O levantamento aponta ainda que além das vítimas fatais, houveram 142 registros de violações de direitos humanos.
Pelo 14° ano consecutivo, Brasil é o país que mais mata trans e travestis
No ranking mundial. é possível perceber maior número de casos em países da América Latina e Caribe, com o maior número de mortes violentas de pessoas trans e travestis. Em segundo lugar, aparece o México com 56 assassinatos.
Entre os anos de 2017 e 2022, foram registrados um total de 912 assassinatos de trans e travestis por questões de gênero. Os dados consideram todo o período em que a Antra realiza o levantamento.

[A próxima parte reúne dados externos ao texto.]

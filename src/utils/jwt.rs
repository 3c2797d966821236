// src/utils/jwt.rs

use std::time::{SystemTime, UNIX_EPOCH};

use axum::{
    Extension,
    body::Body,
    extract::State,
    http::Request,
    middleware::Next,
    response::{IntoResponse, Redirect, Response},
};
use axum_extra::extract::cookie::{Cookie, CookieJar, SameSite};
use jsonwebtoken::{DecodingKey, EncodingKey, Header, Validation, decode, encode};
use serde::{Deserialize, Serialize};

use crate::{
    error::AppError,
    session::{FlashLevel, Session},
    state::AppState,
};

pub const SESSION_COOKIE: &str = "quizmaster_session";

/// Claims of the session cookie token.
#[derive(Debug, Deserialize, Serialize, Clone)]
pub struct SessionClaims {
    /// Server-side session id.
    pub sid: String,
    /// Expiration time as Unix timestamp.
    pub exp: usize,
}

/// Signs a session cookie token for `session_id`.
pub fn sign_session_token(
    session_id: &str,
    secret: &str,
    expiration_seconds: u64,
) -> Result<String, AppError> {
    let expiration = SystemTime::now()
        .duration_since(UNIX_EPOCH)
        .map_err(|e| AppError::InternalServerError(e.to_string()))?
        .as_secs() as usize
        + expiration_seconds as usize;

    let claims = SessionClaims {
        sid: session_id.to_owned(),
        exp: expiration,
    };

    encode(
        &Header::default(),
        &claims,
        &EncodingKey::from_secret(secret.as_bytes()),
    )
    .map_err(|e| AppError::InternalServerError(e.to_string()))
}

/// Verifies a session cookie token and returns the session id it carries.
pub fn verify_session_token(token: &str, secret: &str) -> Result<String, AppError> {
    let token_data = decode::<SessionClaims>(
        token,
        &DecodingKey::from_secret(secret.as_bytes()),
        &Validation::default(),
    )
    .map_err(|_| AppError::AuthError("Invalid session token".to_string()))?;

    Ok(token_data.claims.sid)
}

/// Browser-session cookie; expiry is carried by the token's `exp` claim.
fn session_cookie(token: String) -> Cookie<'static> {
    Cookie::build((SESSION_COOKIE, token))
        .path("/")
        .http_only(true)
        .same_site(SameSite::Lax)
        .build()
}

/// Axum Middleware: Session.
///
/// Resolves the session named by the signed cookie. A missing, invalid or
/// expired cookie, or one naming a forgotten session, leaves the request
/// without a session until a handler writes to it. Injects a [`Session`]
/// handle into the request extensions and, once the handler is done, issues
/// or removes the cookie if the session id changed.
pub async fn session_middleware(
    State(state): State<AppState>,
    jar: CookieJar,
    mut req: Request<Body>,
    next: Next,
) -> Response {
    let presented = jar
        .get(SESSION_COOKIE)
        .and_then(|cookie| verify_session_token(cookie.value(), &state.config.session_secret).ok())
        .filter(|sid| state.sessions.touch(sid));

    let session = state.sessions.session(presented.clone());
    req.extensions_mut().insert(session.clone());
    let response = next.run(req).await;

    let current = session.id();
    if current == presented {
        return response;
    }

    let Some(session_id) = current else {
        let jar = jar.remove(Cookie::build(SESSION_COOKIE).path("/"));
        return (jar, response).into_response();
    };

    match sign_session_token(
        &session_id,
        &state.config.session_secret,
        state.config.session_ttl,
    ) {
        Ok(token) => {
            let jar = jar.add(session_cookie(token));
            (jar, response).into_response()
        }
        Err(e) => {
            tracing::error!("Failed to sign session cookie: {}", e);
            response
        }
    }
}

/// Axum Middleware: Login required.
///
/// Must be used AFTER `session_middleware`. Without a signed-in user the
/// request is answered with a flash message and a redirect to `/auth`;
/// otherwise the `SessionUser` is injected for handlers to use.
pub async fn require_login(
    Extension(session): Extension<Session>,
    mut req: Request<Body>,
    next: Next,
) -> Response {
    match session.user() {
        Some(user) => {
            req.extensions_mut().insert(user);
            next.run(req).await
        }
        None => {
            session.flash(FlashLevel::Warning, "Please login to access this feature");
            Redirect::to("/auth").into_response()
        }
    }
}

Em comparação com o ano de 2021, o número de assassinatos do último ano apresentou uma queda de 6%, saindo de 140 para 131.
No entanto, a diminuição não foi suficiente para tirar o país do topo da lista. Além disso, os dados apontam que a maioria dos assassinos são transgêneros e somente 32% dos autores foram identificados e punidos.
Segundo a secretária de Articulação Política da Antra, Bruna Benevides, na apresentação do relatório ao Ministério dos Direitos Humanos:
“O Brasil também é o país que mais consome pornografia trans. Essa dicotomia não faz sentido porque é o que mais assassina, mas é o que mais tem desejo por aquele corpo. O assassinato talvez seja para tentar dizimar esse desejo. O controle da sexualidade, a falta de discussão de sexualidade e gênero promove pessoas sexualmente frustradas”.
Outro ponto destacado pela associação são as idades das vítimas. Cerca de 89% tinham entre 15 e 39 anos. O registro de assassinato de pessoa trans mais jovem, que se tem conhecimento mundialmente, aconteceu no Brasil, em 2021, com uma vítima de 13 anos.
Principais vítimas da transfobia no Brasil
No ranking nacional, Pernambuco foi o estado que mais matou trans e travestis em 2022, foram 13 assassinatos registrados. Na sequência, aparecem São Paulo e Ceará com 11 vítimas fatais.
Informações do relatório também revelam maior vulnerabilidade de pessoas trans e travestis negras. Levando em conta o registro feito pela Antra, de 2017 a 2022, 79,8% das vítimas fatais da transfobia eram negras.
O dossiê ainda revela que em 2022, 95% dos assassinatos tiraram a vida de pessoas transfemininas. Segundo a Antra, essas mulheres têm 38 vezes mais chances de serem mortas em comparação com homens trans e pessoas não binárias.
O estudo mostra que pobres com menor acesso às tecnologias de gênero, educação, saúde e políticas públicas são os que mais sofrem com os ataques que terminam em morte.
Dados mais detalhados confirmam que as vítimas sofrem com mortes violentas, sendo 47% por tiros, 24% facadas, 16% espancamentos e estrangulamentos. Também foi possível constatar que 65% dos crimes tinham requintes de crueldade.